By Ewa Kern-Jedrychowska | September 27, 2012 8:21am

ASTORIA — The recent proliferation of hookah shops in Little Egypt might be harmful to children’s health, even if they are just passing by on the sidewalk, parents say.

While some restaurants in “Hookah Central,” on Steinway Street between 25th and 28th avenues, require customers to smoke indoors, other venues have set up chairs in front of entrances, where people enjoy smoking while sipping coffee.

And while the smell of apple and mango flavored smoke gives the area its unique character, some parents say the air has become unhealthy.

“It’s not good for the baby,” said Selna Ael, who on Tuesday afternoon was walking outside the hookah shops with her 6-month-old son, Ali.

An Iraqi immigrant, Ael said even though hookah smoking is popular in her homeland, she often avoids Steinway Street to protect her newborn from too much smoke.

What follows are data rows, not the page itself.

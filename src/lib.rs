pub mod app;
pub mod completion;
pub mod config;
pub mod device;
pub mod models;
pub mod parser;
pub mod query;
pub mod render;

Mustakin Khondkir, 34, a father of two children, ages 4 and 6, agreed about the potential danger.

“I quit smoking for my kids, but now they have to inhale all this hookah smoke,” added Khondkir, a cab driver, who has lived in the area for 17 years. “In the last two years the situation has been out of control.”

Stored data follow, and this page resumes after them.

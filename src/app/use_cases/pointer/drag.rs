//! Use-Case: aktives Ziel mit der Maus ziehen.

use crate::core::ShapeError;
use crate::AppState;
use glam::Vec2;

/// Zieht das aktive Ziel um die (eingerastete) Cursor-Differenz seit dem letzten Event.
///
/// Punkt: einzelner Punkt, eingerastet. Kante: beide Endpunkte. Face: alle Punkte.
/// Ohne aktives Ziel wird nur der Drag-Zustand gesetzt.
pub fn drag_active(state: &mut AppState, plane_pos: Vec2) {
    state.editor.dragging = true;
    state.editor.cursor = Some(plane_pos);

    let target = state.snap(plane_pos);
    let Some(anchor) = state.editor.drag_anchor.replace(target) else {
        return;
    };

    let delta = target - anchor;
    if delta == Vec2::ZERO {
        return;
    }

    if let Err(e) = move_active(state, target, delta) {
        log::warn!("Drag verworfen: {}", e);
        state.selection.sanitize(&state.shapes);
    }
}

fn move_active(state: &mut AppState, target: Vec2, delta: Vec2) -> Result<(), ShapeError> {
    let active = state.selection.active;
    let Some(face) = active.face() else {
        return Ok(());
    };

    if let Some(vert) = active.vert() {
        let moved = state.snap(state.shapes.point(face, vert)? + delta);
        state.shapes_mut().move_point(face, vert, moved)?;
    } else if let Some(edge) = active.edge() {
        let (start, end) = state
            .shapes
            .face(face)
            .and_then(|f| f.edge_endpoints(edge))
            .ok_or_else(|| ShapeError::EdgeIndexOutOfRange {
                face,
                index: edge,
                len: state.shapes.face(face).map_or(0, |f| f.len()),
            })?;
        let start_pos = state.shapes.point(face, start)?;
        let end_pos = state.shapes.point(face, end)?;

        let shapes = state.shapes_mut();
        shapes.move_point(face, start, start_pos + delta)?;
        shapes.move_point(face, end, end_pos + delta)?;

        // Vorschau-Punkt folgt dem Cursor statt an der alten Stelle zu bleiben
        state.editor.edge_target = Some(target);
    } else {
        state.shapes_mut().move_face_points(face, delta)?;
    }

    Ok(())
}

/// Beendet den Drag: Punkt/Kante werden abgewählt, die Face bleibt aktiv.
pub fn end_drag(state: &mut AppState) {
    state.selection.active.clear_vert_edge();
    state.editor.end_drag();
}

#[cfg(test)]
mod tests {
    use super::*;
    use crate::app::use_cases::fixtures::{square_at, state_with_faces};
    use crate::core::Focus;

    fn start_drag(state: &mut AppState, at: Vec2) {
        state.editor.drag_anchor = Some(state.snap(at));
    }

    #[test]
    fn drag_active_edge_moves_both_endpoints_only() {
        let mut state = state_with_faces(&[square_at(Vec2::ZERO)]);
        state.selection.active.set_face(0);
        state.selection.active.set_edge(2);
        start_drag(&mut state, Vec2::new(100.0, 50.0));

        drag_active(&mut state, Vec2::new(110.0, 55.0));

        assert_eq!(
            state.shapes.faces()[0].points,
            vec![
                Vec2::new(0.0, 0.0),
                Vec2::new(110.0, 5.0),
                Vec2::new(110.0, 105.0),
                Vec2::new(0.0, 100.0),
            ]
        );
        assert_eq!(state.editor.edge_target, Some(Vec2::new(110.0, 55.0)));
        assert!(state.editor.dragging);
    }

    #[test]
    fn drag_closing_edge_moves_last_and_first_point() {
        let mut state = state_with_faces(&[square_at(Vec2::ZERO)]);
        state.selection.active.set_face(0);
        state.selection.active.set_edge(0);
        start_drag(&mut state, Vec2::ZERO);

        drag_active(&mut state, Vec2::new(-10.0, 0.0));

        let points = &state.shapes.faces()[0].points;
        assert_eq!(points[0], Vec2::new(-10.0, 0.0));
        assert_eq!(points[3], Vec2::new(-10.0, 100.0));
        assert_eq!(points[1], Vec2::new(100.0, 0.0));
    }

    #[test]
    fn drag_vertex_snaps_to_grid() {
        let mut state = state_with_faces(&[square_at(Vec2::ZERO)]);
        state.editor.snap_to_grid = true;
        state.selection.active.set_face(0);
        state.selection.active.set_vert(2);
        start_drag(&mut state, Vec2::new(100.0, 100.0));

        drag_active(&mut state, Vec2::new(121.0, 96.0));

        assert_eq!(state.shapes.faces()[0].points[2], Vec2::new(125.0, 100.0));
    }

    #[test]
    fn drag_face_translates_whole_face_by_literal_delta() {
        let mut state = state_with_faces(&[square_at(Vec2::ZERO)]);
        state.selection.active = Focus::on_face(0);
        start_drag(&mut state, Vec2::new(50.0, 50.0));

        drag_active(&mut state, Vec2::new(57.0, 41.0));
        drag_active(&mut state, Vec2::new(60.0, 40.0));

        assert_eq!(state.shapes.faces()[0].points[0], Vec2::new(10.0, -10.0));
        assert_eq!(state.shapes.faces()[0].points[2], Vec2::new(110.0, 90.0));
    }

    #[test]
    fn drag_without_target_or_delta_changes_nothing() {
        let mut state = state_with_faces(&[square_at(Vec2::ZERO)]);
        let before = state.shapes.clone();

        start_drag(&mut state, Vec2::new(50.0, 50.0));
        drag_active(&mut state, Vec2::new(80.0, 80.0));
        assert_eq!(state.shapes, before);

        state.selection.active = Focus::on_face(0);
        drag_active(&mut state, Vec2::new(80.0, 80.0));
        assert_eq!(state.shapes, before);
    }

    #[test]
    fn drag_with_stale_vertex_clears_it() {
        let mut state = state_with_faces(&[square_at(Vec2::ZERO)]);
        state.selection.active.set_face(0);
        state.selection.active.set_vert(9);
        start_drag(&mut state, Vec2::ZERO);

        drag_active(&mut state, Vec2::new(5.0, 5.0));

        assert_eq!(state.selection.active, Focus::on_face(0));
    }

    #[test]
    fn end_drag_keeps_face_only() {
        let mut state = state_with_faces(&[square_at(Vec2::ZERO)]);
        state.selection.active.set_face(0);
        state.selection.active.set_vert(1);
        state.editor.dragging = true;

        end_drag(&mut state);

        assert_eq!(state.selection.active, Focus::on_face(0));
        assert!(!state.editor.dragging);
        assert_eq!(state.editor.drag_anchor, None);
    }
}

A spokeswoman for the city Department of Health and Mental Hygiene said hookah lounges are not subject to smoke regulations as long as the hookahs are tobacco free.

A police source confirmed the 114th Precinct receives numerous complaints about smoke from a growing number of hookah venues on Steinway Street, especially during summer. The source added that it is illegal to place chairs outside without a permit.

Antonio Meloni, director of the New York Anti-Crime Agency, an Astoria-based non-profit whose office in located on the stretch, said he has also seen “a lot of underage people who should not be in these places — 16-year olds, 17-year olds.

"That’s been an issue,” he noted.

Even some of the owners of older hookah places on the block are unhappy about the recent proliferation of the venues in the area.

“I don’t like this competition,” said Labib Salama, 59, the owner of the Egyptian Coffee Shop, which claims to be the first hookah lounge in the United States.

Salama, who immigrated 30 years ago, opened his coffee shop on Steinway Street in 1996. It was the only hookah lounge in the area for many years, he said. Now he estimates there are nearly 30 places offering hookah on the small stretch of Steinway Street.

“If there is a pharmacy on the block, the next one should be 10 blocks away,” said Salama, who offers puffs for $3 or $4. “Here, there are no rules.”